When we wait to get serious until the patient has blocked arteries in the heart or is about to have a heart attack or die, that is very expensive, and we are very good at it. When your local health system talks about their great heart health system, that is what they are talking about. When they tell you that a person having a heart attack can get a lifesaving stent within an hour of arrival in the emergency room, that is great for those patients. They are not having a heart attack because of a chronic blockage. They are having a heart attack because of an acute blockage with a clot that started because of a cholesterol deposit. Opening the artery when you are having a heart attack saves lives and heart muscle. OMT keeps you from developing those acute clots nearly as often. It stabilizes cholesterol plaques so that they don’t rupture and cause clots.
The earlier you start OMT, the more normal your arteries will be. OMT is not prevention. It is the best treatment for artery disease. So the big question is: When can we first identify the people who will develop vascular disease? We can identify them very early. We need to start by identifying people who have disease. Here is the definition of disease. Disease is “a disorder of structure or function in a human, animal, or plant, especially one that has a known cause and a distinctive group of symptoms, signs, or anatomical changes.”

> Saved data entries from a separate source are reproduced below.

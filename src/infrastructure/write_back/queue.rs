//! Background cache write-back
//!
//! Cache population runs off the request path on a bounded queue drained by
//! a fixed pool of workers. Enqueue never waits: a full queue drops the job.
//! Shutdown closes the queue and lets workers finish what is buffered.

use std::sync::atomic::{AtomicU64, Ordering};
use std::sync::Arc;
use std::time::Duration;

use tokio::sync::{mpsc, Mutex, RwLock};
use tokio::task::JoinHandle;
use tracing::{debug, info, warn};

use crate::domain::cache::ResponseCache;
use crate::infrastructure::observability::record_write_back;

/// A captured upstream response waiting to populate the cache
#[derive(Debug, Clone, PartialEq, Eq)]
pub struct WriteBackJob {
    pub prompt: String,
    pub response: String,
}

impl WriteBackJob {
    pub fn new(prompt: impl Into<String>, response: impl Into<String>) -> Self {
        Self {
            prompt: prompt.into(),
            response: response.into(),
        }
    }
}

/// Configuration for the write-back queue
#[derive(Debug, Clone)]
pub struct WriteBackConfig {
    /// Number of worker tasks
    pub workers: usize,
    /// Jobs buffered before new ones are dropped
    pub queue_capacity: usize,
    /// Upper bound on the shutdown drain
    pub drain_timeout: Duration,
}

impl Default for WriteBackConfig {
    fn default() -> Self {
        Self {
            workers: 4,
            queue_capacity: 1024,
            drain_timeout: Duration::from_secs(10),
        }
    }
}

/// Counters for queue activity
#[derive(Debug, Default)]
pub struct WriteBackStats {
    enqueued: AtomicU64,
    dropped: AtomicU64,
    completed: AtomicU64,
}

impl WriteBackStats {
    pub fn enqueued(&self) -> u64 {
        self.enqueued.load(Ordering::Relaxed)
    }

    pub fn dropped(&self) -> u64 {
        self.dropped.load(Ordering::Relaxed)
    }

    pub fn completed(&self) -> u64 {
        self.completed.load(Ordering::Relaxed)
    }
}

/// Bounded write-back queue with a fixed worker pool
#[derive(Debug)]
pub struct WriteBackQueue {
    sender: RwLock<Option<mpsc::Sender<WriteBackJob>>>,
    workers: Mutex<Vec<JoinHandle<()>>>,
    stats: Arc<WriteBackStats>,
    drain_timeout: Duration,
}

impl WriteBackQueue {
    /// Spawn the worker pool on the current runtime
    pub fn start(cache: Arc<dyn ResponseCache>, config: WriteBackConfig) -> Self {
        let (sender, receiver) = mpsc::channel(config.queue_capacity.max(1));
        let receiver = Arc::new(Mutex::new(receiver));
        let stats = Arc::new(WriteBackStats::default());

        let workers = (0..config.workers.max(1))
            .map(|id| {
                tokio::spawn(run_worker(
                    id,
                    receiver.clone(),
                    cache.clone(),
                    stats.clone(),
                ))
            })
            .collect();

        info!(
            workers = config.workers.max(1),
            capacity = config.queue_capacity.max(1),
            "Cache write-back queue started"
        );

        Self {
            sender: RwLock::new(Some(sender)),
            workers: Mutex::new(workers),
            stats,
            drain_timeout: config.drain_timeout,
        }
    }

    pub fn stats(&self) -> &WriteBackStats {
        &self.stats
    }

    /// Hand a job to the workers without waiting
    ///
    /// Returns `false` when the job was dropped (queue full or closed).
    pub async fn enqueue(&self, job: WriteBackJob) -> bool {
        let sender = self.sender.read().await;

        let Some(sender) = sender.as_ref() else {
            warn!("Write-back queue is closed, dropping job");
            self.stats.dropped.fetch_add(1, Ordering::Relaxed);
            record_write_back("dropped");
            return false;
        };

        match sender.try_send(job) {
            Ok(()) => {
                self.stats.enqueued.fetch_add(1, Ordering::Relaxed);
                true
            }
            Err(mpsc::error::TrySendError::Full(_)) => {
                warn!("Write-back queue is full, dropping job");
                self.stats.dropped.fetch_add(1, Ordering::Relaxed);
                record_write_back("dropped");
                false
            }
            Err(mpsc::error::TrySendError::Closed(_)) => {
                warn!("Write-back workers have stopped, dropping job");
                self.stats.dropped.fetch_add(1, Ordering::Relaxed);
                record_write_back("dropped");
                false
            }
        }
    }

    /// Close the queue and wait for buffered jobs to finish
    ///
    /// Returns `true` when every worker exited within the drain timeout.
    pub async fn shutdown(&self) -> bool {
        // Dropping the sender lets workers drain the buffer and then exit
        self.sender.write().await.take();

        let workers: Vec<JoinHandle<()>> = std::mem::take(&mut *self.workers.lock().await);
        if workers.is_empty() {
            return true;
        }

        info!(workers = workers.len(), "Draining cache write-back queue");

        let aborts: Vec<_> = workers.iter().map(|w| w.abort_handle()).collect();

        match tokio::time::timeout(self.drain_timeout, futures::future::join_all(workers)).await {
            Ok(_) => {
                info!(completed = self.stats.completed(), "Cache write-back queue drained");
                true
            }
            Err(_) => {
                warn!(
                    timeout_secs = self.drain_timeout.as_secs(),
                    "Write-back drain timed out, abandoning remaining jobs"
                );
                aborts.iter().for_each(|handle| handle.abort());
                false
            }
        }
    }
}

async fn run_worker(
    id: usize,
    receiver: Arc<Mutex<mpsc::Receiver<WriteBackJob>>>,
    cache: Arc<dyn ResponseCache>,
    stats: Arc<WriteBackStats>,
) {
    loop {
        let job = receiver.lock().await.recv().await;

        let Some(job) = job else {
            debug!(worker = id, "Write-back worker stopping");
            break;
        };

        let population = cache.set_response(&job.prompt, &job.response).await;
        stats.completed.fetch_add(1, Ordering::Relaxed);

        let outcome = match (population.exact_written, population.vector_written) {
            (true, true) => "completed",
            (false, false) => "failed",
            _ => "partial",
        };
        record_write_back(outcome);

        debug!(
            worker = id,
            exact_written = population.exact_written,
            vector_written = population.vector_written,
            "Write-back job finished"
        );
    }
}
//! Per-client rate limiting middleware
//!
//! Runs before the proxy handler so rejected requests never touch the cache
//! or the upstream.

use std::net::{IpAddr, SocketAddr};

use axum::{
    body::Body,
    extract::{ConnectInfo, State},
    http::{header, HeaderMap, HeaderValue, Request},
    middleware::Next,
    response::{IntoResponse, Response},
};
use tracing::debug;

use crate::api::state::AppState;
use crate::api::types::ApiError;
use crate::domain::rate_limit::{DenyReason, RateLimitDecision};

const LOOPBACK: &str = "127.0.0.1";

pub const RATE_LIMIT_LIMIT_HEADER: &str = "x-ratelimit-limit";
pub const RATE_LIMIT_REMAINING_HEADER: &str = "x-ratelimit-remaining";
pub const RATE_LIMIT_RESET_HEADER: &str = "x-ratelimit-reset";

/// Admit or reject the request against the caller's window
pub async fn rate_limit_middleware(
    State(state): State<AppState>,
    request: Request<Body>,
    next: Next,
) -> Response {
    let trust_forwarded_for = state.rate_limiter.config().trust_forwarded_for;
    let client_id = client_identity(
        request.headers(),
        peer_addr(&request),
        trust_forwarded_for,
    );

    let decision = state.rate_limiter.admit(&client_id).await;

    if !decision.allowed {
        let message = match decision.deny_reason {
            Some(DenyReason::StoreUnavailable) => "Rate limit unavailable, try again later",
            _ => "Rate limit exceeded",
        };

        let mut response = ApiError::rate_limited(message).into_response();
        apply_rate_limit_headers(response.headers_mut(), &decision);

        if let Ok(value) = HeaderValue::from_str(&decision.reset_in_seconds.max(1).to_string()) {
            response.headers_mut().insert(header::RETRY_AFTER, value);
        }

        return response;
    }

    debug!(client_id = %client_id, remaining = decision.remaining, "Request admitted");

    let mut response = next.run(request).await;
    apply_rate_limit_headers(response.headers_mut(), &decision);
    response
}

/// Socket peer recorded by `into_make_service_with_connect_info`
pub fn peer_addr(request: &Request<Body>) -> Option<SocketAddr> {
    request
        .extensions()
        .get::<ConnectInfo<SocketAddr>>()
        .map(|ConnectInfo(addr)| *addr)
}

/// Client identity used as the counter key
///
/// The first `X-Forwarded-For` entry wins when the gateway sits behind a
/// trusted proxy; otherwise the socket peer address is used.
pub fn client_identity(
    headers: &HeaderMap,
    peer: Option<SocketAddr>,
    trust_forwarded_for: bool,
) -> String {
    if trust_forwarded_for {
        let forwarded = headers
            .get("x-forwarded-for")
            .and_then(|v| v.to_str().ok())
            .and_then(|v| v.split(',').next())
            .map(str::trim)
            .filter(|v| !v.is_empty());

        if let Some(forwarded) = forwarded {
            return normalize_client_ip(forwarded);
        }
    }

    peer.map(|addr| normalize_client_ip(&addr.ip().to_string()))
        .unwrap_or_else(|| LOOPBACK.to_string())
}

/// Collapse loopback spellings so local callers share one counter
pub fn normalize_client_ip(raw: &str) -> String {
    let raw = raw.trim();

    if raw.is_empty() {
        return LOOPBACK.to_string();
    }

    match raw.parse::<IpAddr>() {
        Ok(ip) if ip.is_loopback() => LOOPBACK.to_string(),
        Ok(IpAddr::V6(v6)) => match v6.to_ipv4_mapped() {
            Some(v4) => v4.to_string(),
            None => v6.to_string(),
        },
        Ok(ip) => ip.to_string(),
        Err(_) => raw.to_string(),
    }
}

fn apply_rate_limit_headers(headers: &mut HeaderMap, decision: &RateLimitDecision) {
    // Disabled limiter reports an unbounded budget; nothing useful to expose
    if decision.limit == u64::MAX {
        return;
    }

    headers.insert(RATE_LIMIT_LIMIT_HEADER, HeaderValue::from(decision.limit));
    headers.insert(RATE_LIMIT_REMAINING_HEADER, HeaderValue::from(decision.remaining));
    headers.insert(RATE_LIMIT_RESET_HEADER, HeaderValue::from(decision.reset_in_seconds));
}
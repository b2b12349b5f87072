//! Application state for shared services

use std::sync::Arc;

use crate::domain::store::KeyValueStore;
use crate::infrastructure::rate_limit::RateLimiter;
use crate::infrastructure::services::GatewayService;

/// Shared handles passed to handlers and middleware
#[derive(Debug, Clone)]
pub struct AppState {
    pub gateway: Arc<GatewayService>,
    pub rate_limiter: Arc<RateLimiter>,
    pub store: Arc<dyn KeyValueStore>,
}

impl AppState {
    pub fn new(
        gateway: Arc<GatewayService>,
        rate_limiter: Arc<RateLimiter>,
        store: Arc<dyn KeyValueStore>,
    ) -> Self {
        Self {
            gateway,
            rate_limiter,
            store,
        }
    }
}
//! API types

pub mod error;

pub use error::{ApiError, ApiErrorResponse, ApiErrorType};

When we go way upstream, we are not providing preventive services. We are treating disease more effectively. We are throwing a life ring on a rope to people who are headed for the falls. If you are overeating and have extra belly fat, you already have disease. You are making hormones in the belly fat that increase oxidant production, inflammation, thicken the artery, and inhibit artery expansion and increased flow during exercise. If you have increased abdominal fat, you already have disease. You have a disorder of structure and function. When we throw you the lifesaving ring of OMT, we are treating that disease more effectively and keeping your arteries and other organs open.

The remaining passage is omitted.